Ways to Cope with the Death of a Loved One
Most people at one point or another in their lives have lost a loved one. Even when you know it is coming and believe you are prepared for it you are not. Death is a part of life unfortunately and unfortunately will always be. As healthy and strong as we may be we will die as well one day and so will everyone around us. This may be a rather dark thought but before reading this guide you need to be in the mindset. What you are about to read is how I have dealt with death. Coming from a large family I have dealt with death many times and even from within my immediate family. I have listed the ways in which I was able to cope, some of these may not work for you but give them a try. Do your best to steer clear of the situations I have listed as bad for you.
- Surround yourself with others you care about. Take an interest in their lives.
- Push yourself to finish unfinished projects or start on new project to keep your mind busy.

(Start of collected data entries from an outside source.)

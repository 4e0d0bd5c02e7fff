use std::fmt;
use std::str::FromStr;

use chrono::{DateTime, Utc};
use serde::{Deserialize, Serialize};
use thiserror::Error;
use uuid::Uuid;

use crate::domain::event::OddSide;
use crate::utils::math::{american_to_decimal, fractional_to_decimal, MIN_DECIMAL_ODDS};
use crate::utils::time::has_started;

/// Outcome of a bet. Moves from `Pending` to one terminal value exactly once.
#[derive(Clone, Copy, Debug, PartialEq, Eq, Hash, Serialize, Deserialize)]
#[serde(rename_all = "lowercase")]
pub enum BetResult {
    Pending,
    Win,
    Loss,
    Push,
    Void,
}

impl BetResult {
    pub fn is_terminal(self) -> bool {
        !matches!(self, BetResult::Pending)
    }

    pub fn as_str(self) -> &'static str {
        match self {
            BetResult::Pending => "pending",
            BetResult::Win => "win",
            BetResult::Loss => "loss",
            BetResult::Push => "push",
            BetResult::Void => "void",
        }
    }
}

impl fmt::Display for BetResult {
    fn fmt(&self, f: &mut fmt::Formatter<'_>) -> fmt::Result {
        f.write_str(self.as_str())
    }
}

impl FromStr for BetResult {
    type Err = String;

    fn from_str(s: &str) -> Result<Self, Self::Err> {
        match s.trim().to_ascii_lowercase().as_str() {
            "pending" => Ok(BetResult::Pending),
            "win" | "won" => Ok(BetResult::Win),
            "loss" | "lost" => Ok(BetResult::Loss),
            "push" | "pushed" => Ok(BetResult::Push),
            "void" | "voided" => Ok(BetResult::Void),
            other => Err(format!("unknown bet result '{other}'")),
        }
    }
}

#[derive(Clone, Copy, Debug, PartialEq, Eq, Serialize, Deserialize)]
#[serde(rename_all = "lowercase")]
pub enum OverUnder {
    Over,
    Under,
}

impl OverUnder {
    pub fn side(self) -> OddSide {
        match self {
            OverUnder::Over => OddSide::Over,
            OverUnder::Under => OddSide::Under,
        }
    }

    pub fn as_str(self) -> &'static str {
        match self {
            OverUnder::Over => "over",
            OverUnder::Under => "under",
        }
    }
}

/// Direction picked on a player prop. Over/under props use `Over`/`Under`, yes/no props
/// (anytime scorer, double-double) use `Yes`/`No`.
#[derive(Clone, Copy, Debug, PartialEq, Eq, Serialize, Deserialize)]
#[serde(rename_all = "lowercase")]
pub enum PropDirection {
    Over,
    Under,
    Yes,
    No,
}

impl PropDirection {
    /// Whether this direction backs the stat happening / going over.
    pub fn is_affirmative(self) -> bool {
        matches!(self, PropDirection::Over | PropDirection::Yes)
    }

    pub fn as_str(self) -> &'static str {
        match self {
            PropDirection::Over => "over",
            PropDirection::Under => "under",
            PropDirection::Yes => "yes",
            PropDirection::No => "no",
        }
    }
}

impl From<PropDirection> for OddSide {
    fn from(direction: PropDirection) -> Self {
        match direction {
            PropDirection::Over => OddSide::Over,
            PropDirection::Under => OddSide::Under,
            PropDirection::Yes => OddSide::Yes,
            PropDirection::No => OddSide::No,
        }
    }
}

impl FromStr for PropDirection {
    type Err = String;

    fn from_str(s: &str) -> Result<Self, Self::Err> {
        match s.trim().to_ascii_lowercase().as_str() {
            "over" | "o" => Ok(PropDirection::Over),
            "under" | "u" => Ok(PropDirection::Under),
            "yes" | "y" => Ok(PropDirection::Yes),
            "no" | "n" => Ok(PropDirection::No),
            other => Err(format!("unknown prop direction '{other}'")),
        }
    }
}

#[derive(Clone, Debug, PartialEq, Serialize, Deserialize)]
pub struct PropSelection {
    pub player_name: String,
    /// Provider player id, when it was resolved at creation time.
    #[serde(default)]
    pub player_key: Option<String>,
    /// Numeric id written by older clients before provider keys were stored.
    #[serde(default)]
    pub legacy_player_id: Option<String>,
    pub stat_type: String,
    pub direction: PropDirection,
    #[serde(default)]
    pub line: Option<f64>,
}

/// Market-specific part of a bet.
#[derive(Clone, Debug, PartialEq, Serialize, Deserialize)]
#[serde(tag = "type", rename_all = "snake_case")]
pub enum BetMarket {
    Moneyline { selection: String },
    Spread { selection: String, line: f64 },
    Total { direction: OverUnder, line: f64 },
    PlayerProp(PropSelection),
    Parlay,
}

impl BetMarket {
    pub fn label(&self) -> &'static str {
        match self {
            BetMarket::Moneyline { .. } => "moneyline",
            BetMarket::Spread { .. } => "spread",
            BetMarket::Total { .. } => "total",
            BetMarket::PlayerProp(_) => "player_prop",
            BetMarket::Parlay => "parlay",
        }
    }

    pub fn is_parlay(&self) -> bool {
        matches!(self, BetMarket::Parlay)
    }
}

#[derive(Clone, Copy, Debug, PartialEq, Eq, Serialize, Deserialize)]
#[serde(rename_all = "lowercase")]
pub enum OddsFormat {
    Decimal,
    American,
    Fractional,
}

impl OddsFormat {
    pub fn as_str(self) -> &'static str {
        match self {
            OddsFormat::Decimal => "decimal",
            OddsFormat::American => "american",
            OddsFormat::Fractional => "fractional",
        }
    }
}

impl FromStr for OddsFormat {
    type Err = String;

    fn from_str(s: &str) -> Result<Self, Self::Err> {
        match s.trim().to_ascii_lowercase().as_str() {
            "decimal" => Ok(OddsFormat::Decimal),
            "american" => Ok(OddsFormat::American),
            "fractional" => Ok(OddsFormat::Fractional),
            other => Err(format!("unknown odds format '{other}'")),
        }
    }
}

#[derive(Debug, Error, PartialEq)]
pub enum OddsError {
    #[error("cannot read '{text}' as {format} odds")]
    Unparseable { format: &'static str, text: String },

    #[error("decimal odds {0:.2} are below the minimum of 1.01")]
    BelowMinimum(f64),
}

/// Wire form of [`Odds`]: the format and the text the user typed.
#[derive(Clone, Debug, Serialize, Deserialize)]
pub struct OddsInput {
    pub format: OddsFormat,
    pub value: String,
}

/// Canonical decimal odds plus what the user originally entered, for display.
#[derive(Clone, Debug, PartialEq, Serialize, Deserialize)]
#[serde(try_from = "OddsInput", into = "OddsInput")]
pub struct Odds {
    decimal: f64,
    format: OddsFormat,
    entered: String,
}

impl Odds {
    pub fn parse(format: OddsFormat, entered: &str) -> Result<Self, OddsError> {
        let text = entered.trim();
        let decimal = match format {
            OddsFormat::Decimal => text.parse::<f64>().ok(),
            OddsFormat::American => text.parse::<f64>().ok().and_then(american_to_decimal),
            OddsFormat::Fractional => fractional_to_decimal(text),
        }
        .filter(|d| d.is_finite())
        .ok_or_else(|| OddsError::Unparseable {
            format: format.as_str(),
            text: text.to_string(),
        })?;

        // Rounding guard so "1.01" typed by a user is never rejected on float noise.
        if decimal + 1e-9 < MIN_DECIMAL_ODDS {
            return Err(OddsError::BelowMinimum(decimal));
        }

        Ok(Self {
            decimal,
            format,
            entered: text.to_string(),
        })
    }

    pub fn from_decimal(decimal: f64) -> Result<Self, OddsError> {
        Self::parse(OddsFormat::Decimal, &decimal.to_string())
    }

    pub fn decimal(&self) -> f64 {
        self.decimal
    }

    pub fn format(&self) -> OddsFormat {
        self.format
    }

    pub fn entered(&self) -> &str {
        &self.entered
    }
}

impl TryFrom<OddsInput> for Odds {
    type Error = OddsError;

    fn try_from(input: OddsInput) -> Result<Self, Self::Error> {
        Odds::parse(input.format, &input.value)
    }
}

impl From<Odds> for OddsInput {
    fn from(odds: Odds) -> Self {
        OddsInput {
            format: odds.format,
            value: odds.entered,
        }
    }
}

/// How a bet points at its sporting event: provider id when known, plus enough team/date
/// context to find the event when the id is missing or stale.
#[derive(Clone, Debug, PartialEq, Serialize, Deserialize)]
pub struct EventRef {
    #[serde(default)]
    pub event_id: Option<String>,
    #[serde(default)]
    pub league: Option<String>,
    #[serde(default)]
    pub home_team: Option<String>,
    #[serde(default)]
    pub away_team: Option<String>,
    pub starts_at: DateTime<Utc>,
}

/// A proposed bet as submitted for validation. Parlays carry their legs.
#[derive(Clone, Debug, PartialEq, Serialize, Deserialize)]
pub struct BetRequest {
    pub event: EventRef,
    pub market: BetMarket,
    pub odds: Odds,
    #[serde(default)]
    pub legs: Vec<BetRequest>,
}

#[derive(Debug, Error, PartialEq)]
pub enum BetStateError {
    #[error("bet {id} is already settled as {result}")]
    AlreadySettled { id: Uuid, result: BetResult },

    #[error("bet {id} cannot be settled to pending")]
    NotTerminal { id: Uuid },
}

/// A persisted bet. The result is only reachable through [`Bet::settle`].
#[derive(Clone, Debug, PartialEq)]
pub struct Bet {
    pub id: Uuid,
    pub event: EventRef,
    pub market: BetMarket,
    pub odds: Odds,
    pub locked: bool,
    pub parent_id: Option<Uuid>,
    result: BetResult,
    void_reason: Option<String>,
}

impl Bet {
    pub fn new(id: Uuid, event: EventRef, market: BetMarket, odds: Odds) -> Self {
        Self {
            id,
            event,
            market,
            odds,
            locked: false,
            parent_id: None,
            result: BetResult::Pending,
            void_reason: None,
        }
    }

    pub fn from_request(request: &BetRequest) -> Self {
        Self::new(
            Uuid::new_v4(),
            request.event.clone(),
            request.market.clone(),
            request.odds.clone(),
        )
    }

    pub fn with_parent(mut self, parent_id: Uuid) -> Self {
        self.parent_id = Some(parent_id);
        self
    }

    pub fn result(&self) -> BetResult {
        self.result
    }

    pub fn void_reason(&self) -> Option<&str> {
        self.void_reason.as_deref()
    }

    pub fn is_pending(&self) -> bool {
        self.result == BetResult::Pending
    }

    pub fn starts_at(&self) -> DateTime<Utc> {
        self.event.starts_at
    }

    /// Move a pending bet to a terminal result. Re-settling is rejected.
    pub fn settle(&mut self, result: BetResult, reason: Option<String>) -> Result<(), BetStateError> {
        if self.result.is_terminal() {
            return Err(BetStateError::AlreadySettled {
                id: self.id,
                result: self.result,
            });
        }
        if !result.is_terminal() {
            return Err(BetStateError::NotTerminal { id: self.id });
        }
        self.result = result;
        self.void_reason = reason;
        Ok(())
    }

    /// Lock the bet once its event has started. Returns true when the flag flipped.
    pub fn lock_if_started(&mut self, now: DateTime<Utc>) -> bool {
        if !self.locked && has_started(now, self.event.starts_at) {
            self.locked = true;
            return true;
        }
        false
    }
}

- In the case of death of an immediate family member you should take time off from work. Three days of bereavement is not enough nor draining your vacation time. Take a leave of absence and deal with your feelings.
- Talk with your significant other about what has happened share your sorrow and gain strength in the sharing. They are there to lean on, allow them to be for you what you would be for them.
- Get rest as you need it. Sleep deprivation only drives up the feeling of desperation you are feeling.
- Take a break from your surroundings. While it is true that there is no real escaping what has happened going away for a few days and seeing somewhere new can help.
While many of the above things can help those below are horrible for your state of mind again these are things I have come to understand through trial and error.
- Don't listen to dark and sorrowful music. You may identify with what is being played but unlike sharing and talking about what has happened the end result of listening can effect you to such a degree that you may be flirting with clinical depression.
- Make yourself eat. When someone very close to you dies it can effect you so much that the effect passes from mental to physical. You will lose not just your appetite but you will to prepare meals or eat. You must make a concentrated effort to curb this behavior. If you have to order out, do it.
- Don't allow yourself to be alone for long periods of time. When people are by themselves for long periods of time the only thing to do is think. Right after someone close dies it is very easy to dwell on despair and this is something to be avoided whenever possible. If you have to go to a crowded bus station just to be around other people do it.
- Allow yourself to understand that although you feel like you needed to say so many things that were left unsaid if the person was a loved one they knew how you felt.
- Walking the path of self destruction is not an option. When your burning inside with terrible sadness, anger, pain, so much negativity you are drawn to negative things. Alcohol, drugs, as well as destroying things can become an outlet but this isn't the way to deal with it. Think about what the deceased would think if they knew what you are doing.
- Suicide will not bring them back. You may wish to trade places, that it had been you, to be with them. Whatever your thinking is in this case suicide will not change what has happened. Understand that all of the horrendous feelings you feel will be revisited upon those close to you when you die and you don't want to subject others to that. You may also have responsibilities in this world as a mother, father or functioning member of a family, what would they do without you? Again the deceased would not want you to waste your life because they are gone. Live for them, honor them, make every day of your life count for something. Keep their memory alive.